Era alto, delgado, moreno y a veces los ojos se le veían aceitunados —creo que se ponía pupilentes—. Usaba un fleco, cabello lacio, vestía ropa entallada, por lo regular camisetas color fucsia o negras pero garigoleadas, y pantalones entallados, tipo acampanados, y zapatos picudos o tenis blancos. Tenía un auto Bora blanco que parecía del año. En ese carro llegó a ver a mi familia. Recuerdo que me sentía muy presionada porque el día que fue a hablar con mi tía me dijo: “Es que quiero que te cases conmigo.

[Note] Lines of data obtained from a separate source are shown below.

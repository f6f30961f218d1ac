use cgmath::{EuclideanSpace, InnerSpace, Matrix4, Point3, Vector3, Zero};

use crate::math::{cos_deg, sin_deg, wrap_degrees};

const PITCH_LIMIT: f32 = 89.9999;

#[derive(Debug, Copy, Clone, PartialEq)]
pub struct CameraSettings {
    pub movement_speed: f32,
    pub mouse_sensitivity: f32,
}

impl Default for CameraSettings {
    fn default() -> Self {
        Self {
            movement_speed: 5.0,
            mouse_sensitivity: 0.1,
        }
    }
}

/// First person camera. Angles are in degrees, yaw 0 looks down +X.
#[derive(Debug, Clone)]
pub struct Camera {
    pub pos: Vector3<f32>,

    pub up: Vector3<f32>,
    pub right: Vector3<f32>,
    pub forward: Vector3<f32>,

    pub world_up: Vector3<f32>,

    pub yaw: f32,
    pub pitch: f32,

    pub movement_speed: f32,
    pub mouse_sensitivity: f32,
    pub zoom: f32,
}

impl Camera {
    pub fn new(
        pos: Vector3<f32>,
        world_up: Vector3<f32>,
        yaw: f32,
        pitch: f32,
        speed: f32,
        sensitivity: f32,
    ) -> Self {
        let mut camera = Self {
            pos,
            up: Vector3::zero(),
            right: Vector3::zero(),
            forward: Vector3::zero(),
            world_up,
            yaw,
            pitch,
            movement_speed: speed,
            mouse_sensitivity: sensitivity,
            zoom: 0.0,
        };

        camera.update_vectors();
        camera
    }

    pub fn with_settings(
        pos: Vector3<f32>,
        world_up: Vector3<f32>,
        yaw: f32,
        pitch: f32,
        settings: CameraSettings,
    ) -> Self {
        Self::new(
            pos,
            world_up,
            yaw,
            pitch,
            settings.movement_speed,
            settings.mouse_sensitivity,
        )
    }

    fn update_vectors(&mut self) {
        let forward = Vector3::new(
            cos_deg(self.yaw) * cos_deg(self.pitch),
            sin_deg(self.pitch),
            sin_deg(self.yaw) * cos_deg(self.pitch),
        );

        self.forward = forward.normalize();
        self.right = self.forward.cross(self.world_up).normalize();
        self.up = self.right.cross(self.forward).normalize();
    }

    pub fn view_matrix(&self) -> Matrix4<f32> {
        let eye = Point3::from_vec(self.pos);

        Matrix4::look_at_rh(eye, eye + self.forward, self.up)
    }

    pub fn update(&mut self, dirs: MovementDirs, delta_time: f32, mouse_dx: f32, mouse_dy: f32) {
        let magnitude = self.movement_speed * delta_time;

        // walk on the horizontal plane regardless of pitch
        let mut forward_movement = Vector3::new(self.forward.x, 0.0, self.forward.z);
        if forward_movement.magnitude() > 0.0 {
            forward_movement = forward_movement.normalize();
        }

        self.pos += forward_movement * magnitude * dirs.forward as f32;
        self.pos += self.right * magnitude * dirs.right as f32;
        self.pos += self.world_up * magnitude * dirs.up as f32;

        self.yaw = wrap_degrees(self.yaw + mouse_dx * self.mouse_sensitivity);

        self.pitch += mouse_dy * self.mouse_sensitivity;
        if self.pitch >= 90.0 {
            self.pitch = PITCH_LIMIT;
        } else if self.pitch <= -90.0 {
            self.pitch = -PITCH_LIMIT;
        }

        self.update_vectors();
    }
}

/// Per-axis movement intent, each component in `-1..=1`.
#[derive(Debug, Copy, Clone, Default, PartialEq, Eq)]
pub struct MovementDirs {
    pub forward: i32,
    pub right: i32,
    pub up: i32,
}

impl MovementDirs {
    pub fn new(
        forward: bool,
        back: bool,
        right: bool,
        left: bool,
        up: bool,
        down: bool,
    ) -> Self {
        Self {
            forward: forward as i32 - back as i32,
            right: right as i32 - left as i32,
            up: up as i32 - down as i32,
        }
    }
}

#[cfg(test)]
mod tests {
    use super::*;
    use cgmath::SquareMatrix;

    fn assert_vec_eq(a: Vector3<f32>, b: Vector3<f32>) {
        assert!((a - b).magnitude() < 1e-4, "{a:?} != {b:?}");
    }

    fn camera() -> Camera {
        Camera::new(
            Vector3::zero(),
            Vector3::unit_y(),
            -90.0,
            0.0,
            2.0,
            0.5,
        )
    }

    #[test]
    fn initial_basis() {
        let cam = camera();

        assert_vec_eq(cam.forward, Vector3::new(0.0, 0.0, -1.0));
        assert_vec_eq(cam.right, Vector3::new(1.0, 0.0, 0.0));
        assert_vec_eq(cam.up, Vector3::new(0.0, 1.0, 0.0));
    }

    #[test]
    fn view_matrix_at_origin_is_identity() {
        let cam = camera();
        let view: [[f32; 4]; 4] = cam.view_matrix().into();
        let identity: [[f32; 4]; 4] = Matrix4::<f32>::identity().into();

        for (c, e) in view.iter().flatten().zip(identity.iter().flatten()) {
            assert!((c - e).abs() < 1e-5);
        }
    }

    #[test]
    fn moves_along_axes() {
        let mut cam = camera();
        cam.update(MovementDirs::new(true, false, false, false, false, false), 0.5, 0.0, 0.0);
        assert_vec_eq(cam.pos, Vector3::new(0.0, 0.0, -1.0));

        cam.update(MovementDirs::new(false, false, false, true, false, false), 1.0, 0.0, 0.0);
        assert_vec_eq(cam.pos, Vector3::new(-2.0, 0.0, -1.0));

        cam.update(MovementDirs::new(false, false, false, false, true, false), 1.0, 0.0, 0.0);
        assert_vec_eq(cam.pos, Vector3::new(-2.0, 2.0, -1.0));
    }

    #[test]
    fn forward_ignores_pitch() {
        let mut cam = camera();
        cam.update(MovementDirs::default(), 0.0, 0.0, 120.0);
        assert_eq!(cam.pitch, 60.0);

        cam.update(MovementDirs::new(true, false, false, false, false, false), 1.0, 0.0, 0.0);

        assert_vec_eq(cam.pos, Vector3::new(0.0, 0.0, -2.0));
    }

    #[test]
    fn yaw_wraps() {
        let mut cam = camera();
        cam.yaw = 0.0;
        cam.update(MovementDirs::default(), 0.0, -20.0, 0.0);
        assert_eq!(cam.yaw, 350.0);

        cam.update(MovementDirs::default(), 0.0, 40.0, 0.0);
        assert!((cam.yaw - 10.0).abs() < 1e-3);
    }

    #[test]
    fn pitch_is_clamped() {
        let mut cam = camera();
        cam.update(MovementDirs::default(), 0.0, 0.0, 1000.0);
        assert_eq!(cam.pitch, 89.9999);

        cam.update(MovementDirs::default(), 0.0, 0.0, -1000.0);
        assert_eq!(cam.pitch, -89.9999);
        assert!(cam.up.magnitude() > 0.99);
    }

    #[test]
    fn mouse_sensitivity_scales_look() {
        let mut cam = camera();
        cam.update(MovementDirs::default(), 0.0, 10.0, 4.0);

        assert_eq!(cam.yaw, 275.0);
        assert_eq!(cam.pitch, 2.0);
    }

    #[test]
    fn movement_dirs_cancel() {
        assert_eq!(
            MovementDirs::new(true, true, true, false, false, true),
            MovementDirs {
                forward: 0,
                right: 1,
                up: -1
            }
        );
    }
}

Me gustas mucho”. ¡Y apenas acabábamos de conocernos!
No sé qué me pasó en ese momento y le dije: “¿Sabes qué?, aquí lo dejamos, yo todavía tengo que estudiar”; entonces él se enojó y se fue rápido en el coche. Le conté a mi tía lo que estaba pasando y me dijo: “Lily, eres una tonta, se ve que ese muchacho te quiere, es mayor y responsable”. A mi tía le había dicho que él mantenía al hijo de su hermana y que de vez en cuando apoyaba a su familia, ya que tenía 7 departamentos en Puebla en renta y que iba por 15 y luego por 50 departamentos. Quería lucirse con mi familia y lo había logrado; entonces me arrepentí y le mandé un mensaje: “Te quiero ver, perdóname”, y todo el chorote. “Okey, ahorita ya voy en camino para Puebla, pero luego te voy a ver”, me respondió.

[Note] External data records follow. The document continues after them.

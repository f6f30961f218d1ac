use std::ffi::c_void;
use thiserror::Error;

use crate::buffer::{buffer_data, Buffer, BufferUsage, VertexArray};

/// Scalar types that can back a vertex attribute.
pub trait GlScalar: Copy {
    const GL_TYPE: u32;
}

impl GlScalar for f32 {
    const GL_TYPE: u32 = gl::FLOAT;
}

impl GlScalar for i32 {
    const GL_TYPE: u32 = gl::INT;
}

impl GlScalar for u32 {
    const GL_TYPE: u32 = gl::UNSIGNED_INT;
}

impl GlScalar for u8 {
    const GL_TYPE: u32 = gl::UNSIGNED_BYTE;
}

#[derive(Debug, Copy, Clone, PartialEq, Eq)]
pub enum VertexAttribute {
    Float,
    Vec2,
    Vec3,
    Vec4,
}

impl VertexAttribute {
    pub fn size(&self) -> usize {
        match self {
            VertexAttribute::Float => 1,
            VertexAttribute::Vec2 => 2,
            VertexAttribute::Vec3 => 3,
            VertexAttribute::Vec4 => 4,
        }
    }
}

#[derive(Debug, Error, PartialEq, Eq)]
pub enum LayoutError {
    #[error("Invalid data length for given attributes")]
    InvalidDataLength,
    #[error("Layout needs at least one attribute")]
    Empty,
}

/// Interleaved vertex data together with the attributes describing one vertex.
pub struct BufferLayout<'a, T: GlScalar> {
    attributes: Vec<VertexAttribute>,
    data: &'a [T],
}

impl<'a, T: GlScalar> BufferLayout<'a, T> {
    pub fn new(attributes: &[VertexAttribute], data: &'a [T]) -> Result<Self, LayoutError> {
        if attributes.is_empty() {
            return Err(LayoutError::Empty);
        }

        let layout = Self {
            attributes: attributes.to_vec(),
            data,
        };

        if layout.data.len() % layout.components() != 0 {
            return Err(LayoutError::InvalidDataLength);
        }

        Ok(layout)
    }

    pub fn attributes(&self) -> &[VertexAttribute] {
        &self.attributes
    }

    pub fn data(&self) -> &[T] {
        self.data
    }

    /// Components per vertex.
    pub fn components(&self) -> usize {
        self.attributes.iter().map(|a| a.size()).sum()
    }

    /// Bytes per vertex.
    pub fn stride(&self) -> usize {
        self.components() * std::mem::size_of::<T>()
    }

    /// Byte offset of attribute `index` inside one vertex.
    pub fn offset(&self, index: usize) -> usize {
        let preceding: usize = self.attributes[..index].iter().map(|a| a.size()).sum();

        preceding * std::mem::size_of::<T>()
    }

    pub fn vertices(&self) -> usize {
        self.data.len() / self.components()
    }
}

/// Feeds several buffers into one vertex array at consecutive attribute locations.
#[derive(Debug, Default)]
pub struct BufferLoader {
    layout_index: u32,
}

impl BufferLoader {
    pub fn new() -> Self {
        Self { layout_index: 0 }
    }

    pub fn next_location(&self) -> u32 {
        self.layout_index
    }

    pub fn build_buffer<T: GlScalar>(
        &mut self,
        vao: &VertexArray,
        buffer: &Buffer,
        layout: &BufferLayout<'_, T>,
        usage: BufferUsage,
    ) {
        vao.bind();
        buffer.bind();
        buffer_data(buffer.target(), layout.data(), usage);

        let stride = layout.stride() as i32;

        for (i, attr) in layout.attributes().iter().enumerate() {
            let location = self.layout_index + i as u32;

            unsafe {
                gl::VertexAttribPointer(
                    location,
                    attr.size() as i32,
                    T::GL_TYPE,
                    gl::FALSE,
                    stride,
                    layout.offset(i) as *const c_void,
                );
                gl::EnableVertexAttribArray(location);
            }
        }

        self.layout_index += layout.attributes().len() as u32;
    }
}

Y luego me iba a ver, salíamos a comer o a cenar. Siempre se mostró como una persona respetuosa. Me proponía que me quedara con él en un hotel y yo le decía que eso no era para mí y él me decía: “Okey, si no quieres, por mí no hay problema, yo te respeto”. Hasta que un día le mandé un mensaje para decirle que me tenía que mudar a otro pueblo de Veracruz a hacer mis prácticas profesionales. Él me respondió enojado: “Quédate con tus estudios y la escuela, a ver si te dan amor y felicidad como yo”. Después me dijo que si íbamos a terminar, había que hacerlo bien. Nos citamos en Córdoba, Veracruz, en el parque. Yo estaba muy triste y él trataba de convencerme: “Vente conmigo, estarás bien, si quieres, te puedo apoyar para pagarte la universidad”. No te puedes imaginar la labia y el don de persuasión que tenía.

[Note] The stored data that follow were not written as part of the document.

//! Device role classification.
//!
//! A device's role is derived from a handful of feature flags, each read
//! from the profile query's update records. Record paths are normalized to
//! bare segments (module prefixes and list keys removed) and matched against
//! [`FEATURE_RULES`]; the first rule whose pattern occurs in a path decides
//! what is read from the record's value.

use crate::decoder::UpdateRecord;
use serde::Serialize;
use serde_json::Value;
use std::fmt;

/// Network-instance names that are never customer VRFs
const INTERNAL_VRFS: &[&str] = &["default", "**iid"];

const L3VPN_IPV4_UNICAST: &str = "L3VPN_IPV4_UNICAST";
const IPV4_UNICAST: &str = "IPV4_UNICAST";

#[derive(Debug, Clone, Copy, PartialEq, Eq, Hash, Serialize)]
pub enum Role {
    #[serde(rename = "PE")]
    ProviderEdge,
    #[serde(rename = "P")]
    Provider,
    #[serde(rename = "RR")]
    RouteReflector,
    #[serde(rename = "IGP-only")]
    IgpOnly,
    #[serde(rename = "CE")]
    CustomerEdge,
    Unknown,
}

impl fmt::Display for Role {
    fn fmt(&self, f: &mut fmt::Formatter<'_>) -> fmt::Result {
        let label = match self {
            Role::ProviderEdge => "PE",
            Role::Provider => "P",
            Role::RouteReflector => "RR",
            Role::IgpOnly => "IGP-only",
            Role::CustomerEdge => "CE",
            Role::Unknown => "Unknown",
        };
        write!(f, "{}", label)
    }
}

#[derive(Debug, Clone, Copy, Default, PartialEq, Eq, Serialize)]
pub struct FeatureSet {
    #[serde(rename = "is_mpls_enabled")]
    pub mpls_enabled: bool,
    #[serde(rename = "is_isis_enabled")]
    pub isis_enabled: bool,
    #[serde(rename = "is_bgp_l3vpn_enabled")]
    pub bgp_l3vpn_enabled: bool,
    #[serde(rename = "is_route_reflector")]
    pub route_reflector: bool,
    #[serde(rename = "has_vpn_ipv4_unicast_bgp")]
    pub vpn_ipv4_unicast_bgp: bool,
}

impl FeatureSet {
    /// Decide the role. Checked in order, first match wins.
    pub fn role(&self) -> Role {
        if self.route_reflector {
            Role::RouteReflector
        } else if self.bgp_l3vpn_enabled
            && self.mpls_enabled
            && self.isis_enabled
            && self.vpn_ipv4_unicast_bgp
        {
            Role::ProviderEdge
        } else if self.mpls_enabled && self.isis_enabled {
            Role::Provider
        } else if self.isis_enabled {
            Role::IgpOnly
        } else if !self.mpls_enabled
            && !self.isis_enabled
            && !self.bgp_l3vpn_enabled
            && !self.route_reflector
        {
            Role::CustomerEdge
        } else {
            Role::Unknown
        }
    }
}

#[derive(Debug, Clone, Copy, PartialEq, Eq, Serialize)]
pub struct DeviceProfile {
    #[serde(flatten)]
    pub features: FeatureSet,
    pub role: Role,
}

type Extractor = fn(&Value, &mut FeatureSet);

struct FeatureRule {
    pattern: &'static [&'static str],
    extract: Extractor,
}

/// Segment patterns of the profile query and what each contributes.
static FEATURE_RULES: &[FeatureRule] = &[
    FeatureRule {
        pattern: &["mpls", "global", "interface-attributes", "interface"],
        extract: |value, features| {
            features.mpls_enabled |= field(value, "mpls-enabled").is_some_and(truthy);
        },
    },
    FeatureRule {
        pattern: &["isis", "global", "state"],
        extract: |_, features| features.isis_enabled = true,
    },
    FeatureRule {
        pattern: &["route-reflector", "state"],
        extract: |value, features| {
            features.route_reflector |= field(value, "route-reflector-client").is_some_and(truthy)
                && field(value, "route-reflector-cluster-id").is_some_and(truthy);
        },
    },
    FeatureRule {
        pattern: &["afi-safi"],
        extract: |value, features| {
            features.bgp_l3vpn_enabled |= names_afi_safi(value, L3VPN_IPV4_UNICAST)
                && field(value, "enabled").is_some_and(truthy);
        },
    },
];

/// Classify a device from its profile records and the BGP AFI/SAFI records
/// collected inside its non-default VRFs.
pub fn classify(records: &[UpdateRecord], vpn_records: &[UpdateRecord]) -> DeviceProfile {
    let mut features = FeatureSet::default();

    for record in records {
        let segments = normalize_path(&record.path);
        if let Some(rule) = FEATURE_RULES
            .iter()
            .find(|rule| contains_run(&segments, rule.pattern))
        {
            (rule.extract)(&record.value, &mut features);
        }
    }

    features.vpn_ipv4_unicast_bgp = vpn_records.iter().any(|record| {
        names_afi_safi(&record.value, IPV4_UNICAST)
            && field(&record.value, "enabled") == Some(&Value::Bool(true))
    });

    let role = features.role();
    tracing::debug!("Classified device as {} ({:?})", role, features);

    DeviceProfile { features, role }
}

/// Names of customer VRFs found in network-instance records.
///
/// Internal instances (`default`, `**iid`) are excluded case-insensitively;
/// names are returned once each, in first-seen order.
pub fn non_default_vrf_names(records: &[UpdateRecord]) -> Vec<String> {
    let mut names: Vec<String> = Vec::new();

    for record in records {
        let found = match &record.value {
            Value::String(name) => Some(name.as_str()),
            other => field(other, "name").and_then(Value::as_str),
        };

        let Some(name) = found.map(str::trim).filter(|n| !n.is_empty()) else {
            continue;
        };
        if INTERNAL_VRFS.iter().any(|v| v.eq_ignore_ascii_case(name)) {
            continue;
        }
        if !names.iter().any(|n| n == name) {
            names.push(name.to_string());
        }
    }

    names
}

/// Split a path into bare segments.
///
/// `/openconfig-network-instance:network-instances/network-instance[name=default]/protocols`
/// becomes `["network-instances", "network-instance", "protocols"]`. Slashes
/// inside list keys do not split.
fn normalize_path(path: &str) -> Vec<&str> {
    let mut segments = Vec::new();
    let mut depth = 0usize;
    let mut start = 0usize;

    for (i, c) in path.char_indices() {
        match c {
            '[' => depth += 1,
            ']' => depth = depth.saturating_sub(1),
            '/' if depth == 0 => {
                push_segment(&mut segments, &path[start..i]);
                start = i + 1;
            }
            _ => {}
        }
    }
    push_segment(&mut segments, &path[start..]);

    segments
}

fn push_segment<'a>(segments: &mut Vec<&'a str>, raw: &'a str) {
    let bare = raw.split('[').next().unwrap_or(raw);
    let bare = local_name(bare).trim();
    if !bare.is_empty() {
        segments.push(bare);
    }
}

fn contains_run(segments: &[&str], pattern: &[&str]) -> bool {
    !pattern.is_empty()
        && segments
            .windows(pattern.len())
            .any(|window| window == pattern)
}

/// Strip a YANG module prefix (`openconfig-bgp-types:IPV4_UNICAST` -> `IPV4_UNICAST`).
fn local_name(name: &str) -> &str {
    name.rsplit_once(':').map_or(name, |(_, local)| local)
}

/// Look up `key` in an object, also accepting a module-prefixed key.
fn field<'a>(value: &'a Value, key: &str) -> Option<&'a Value> {
    let object = value.as_object()?;
    object.get(key).or_else(|| {
        object
            .iter()
            .find(|(k, _)| local_name(k) == key)
            .map(|(_, v)| v)
    })
}

fn names_afi_safi(value: &Value, identity: &str) -> bool {
    field(value, "afi-safi-name")
        .and_then(Value::as_str)
        .is_some_and(|name| local_name(name) == identity)
}

/// Null, false, zero, empty strings and empty containers are false.
fn truthy(value: &Value) -> bool {
    match value {
        Value::Null => false,
        Value::Bool(b) => *b,
        Value::Number(n) => n.as_f64().is_some_and(|f| f != 0.0),
        Value::String(s) => !s.is_empty(),
        Value::Array(a) => !a.is_empty(),
        Value::Object(o) => !o.is_empty(),
    }
}

#[cfg(test)]
mod tests {
    use super::*;
    use serde_json::json;

    const NI: &str = "/openconfig-network-instance:network-instances/network-instance[name=default]";

    fn mpls() -> UpdateRecord {
        UpdateRecord::new(
            format!("{NI}/mpls/global/interface-attributes/interface[interface-id=Gi0/0/0/0]"),
            json!({"interface-id": "Gi0/0/0/0", "mpls-enabled": true}),
        )
    }

    fn isis() -> UpdateRecord {
        UpdateRecord::new(
            format!("{NI}/protocols/protocol[identifier=ISIS][name=CORE]/isis/global/state"),
            json!({}),
        )
    }

    fn l3vpn() -> UpdateRecord {
        UpdateRecord::new(
            format!("{NI}/protocols/protocol[identifier=BGP][name=default]/bgp/global/afi-safis/afi-safi[afi-safi-name=L3VPN_IPV4_UNICAST]/state"),
            json!({"afi-safi-name": "openconfig-bgp-types:L3VPN_IPV4_UNICAST", "enabled": true}),
        )
    }

    fn route_reflector() -> UpdateRecord {
        UpdateRecord::new(
            format!("{NI}/protocols/protocol[identifier=BGP][name=default]/bgp/neighbors/neighbor[neighbor-address=10.0.0.2]/route-reflector/state"),
            json!({"route-reflector-client": true, "route-reflector-cluster-id": "10.255.0.1"}),
        )
    }

    fn vpn_ipv4(enabled: Value) -> UpdateRecord {
        UpdateRecord::new(
            "/network-instances/network-instance[name=CUSTOMER_A]/protocols/protocol/bgp/global/afi-safis/afi-safi[afi-safi-name=*]/state",
            json!({"afi-safi-name": "openconfig-bgp-types:IPV4_UNICAST", "enabled": enabled}),
        )
    }

    #[test]
    fn test_normalize_path_strips_prefixes_and_keys() {
        assert_eq!(
            normalize_path("/oc-ni:network-instances/network-instance[name=a/b]/protocols/"),
            vec!["network-instances", "network-instance", "protocols"]
        );
    }

    #[test]
    fn test_provider_edge_requires_every_flag() {
        let profile = classify(&[mpls(), isis(), l3vpn()], &[vpn_ipv4(json!(true))]);
        assert_eq!(profile.role, Role::ProviderEdge);

        // drop each conjunct in turn
        assert_ne!(
            classify(&[isis(), l3vpn()], &[vpn_ipv4(json!(true))]).role,
            Role::ProviderEdge
        );
        assert_ne!(
            classify(&[mpls(), l3vpn()], &[vpn_ipv4(json!(true))]).role,
            Role::ProviderEdge
        );
        assert_eq!(
            classify(&[mpls(), isis()], &[vpn_ipv4(json!(true))]).role,
            Role::Provider
        );
        assert_eq!(
            classify(&[mpls(), isis(), l3vpn()], &[]).role,
            Role::Provider
        );
    }

    #[test]
    fn test_vpn_ipv4_requires_literal_true() {
        let profile = classify(&[], &[vpn_ipv4(json!("true"))]);
        assert!(!profile.features.vpn_ipv4_unicast_bgp);

        // VPN-scoped records never feed the other flags
        let profile = classify(&[], &[l3vpn(), isis()]);
        assert_eq!(profile.features, FeatureSet::default());
    }

    #[test]
    fn test_route_reflector_dominates() {
        let profile = classify(
            &[route_reflector(), mpls(), isis(), l3vpn()],
            &[vpn_ipv4(json!(true))],
        );
        assert_eq!(profile.role, Role::RouteReflector);
    }

    #[test]
    fn test_route_reflector_needs_cluster_id() {
        let record = UpdateRecord::new(
            "/bgp/neighbors/neighbor/route-reflector/state",
            json!({"route-reflector-client": true, "route-reflector-cluster-id": ""}),
        );
        assert_eq!(classify(&[record], &[]).role, Role::CustomerEdge);
    }

    #[test]
    fn test_isis_presence_alone_counts() {
        let profile = classify(&[isis()], &[]);
        assert!(profile.features.isis_enabled);
        assert_eq!(profile.role, Role::IgpOnly);
    }

    #[test]
    fn test_unknown_and_customer_edge() {
        assert_eq!(classify(&[], &[]).role, Role::CustomerEdge);
        assert_eq!(classify(&[mpls()], &[]).role, Role::Unknown);
        assert_eq!(classify(&[l3vpn()], &[]).role, Role::Unknown);
    }

    #[test]
    fn test_classify_is_pure() {
        let records = vec![mpls(), isis(), l3vpn()];
        let vpn = vec![vpn_ipv4(json!(true))];
        assert_eq!(classify(&records, &vpn), classify(&records, &vpn));
    }

    #[test]
    fn test_profile_serializes_flat() {
        let profile = classify(&[isis()], &[]);
        let value = serde_json::to_value(profile).unwrap();
        assert_eq!(value["is_isis_enabled"], json!(true));
        assert_eq!(value["has_vpn_ipv4_unicast_bgp"], json!(false));
        assert_eq!(value["role"], json!("IGP-only"));
    }

    #[test]
    fn test_non_default_vrf_names() {
        let ni = "network-instances/network-instance";
        let records = vec![
            UpdateRecord::new(format!("{ni}[name=default]/state/name"), json!("default")),
            UpdateRecord::new(format!("{ni}[name=**iid]/state/name"), json!("**IID")),
            UpdateRecord::new(format!("{ni}[name=A]/state"), json!({"name": "CUSTOMER_A"})),
            UpdateRecord::new(format!("{ni}[name=A]/state/name"), json!("CUSTOMER_A")),
            UpdateRecord::new(
                format!("{ni}[name=B]/state"),
                json!({"openconfig-network-instance:name": "CUSTOMER_B"}),
            ),
        ];

        assert_eq!(non_default_vrf_names(&records), vec!["CUSTOMER_A", "CUSTOMER_B"]);
    }
}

Así que, después de tanto insistir me convenció y me llevó a Puebla. Esa misma tarde nos fuimos. Le advertí que al día siguiente regresaría y que él tenía que respetarme, pero no fue así. Al llegar a Puebla hizo conmigo lo que quiso y al otro día me dijo: “¿Qué?, ¿te vas a ir?” Y yo: “No, ya no, ¿para qué?” Así que tuve que quedarme con él. Los primeros días me trataba bien, salíamos de compras y paseábamos como una pareja normal.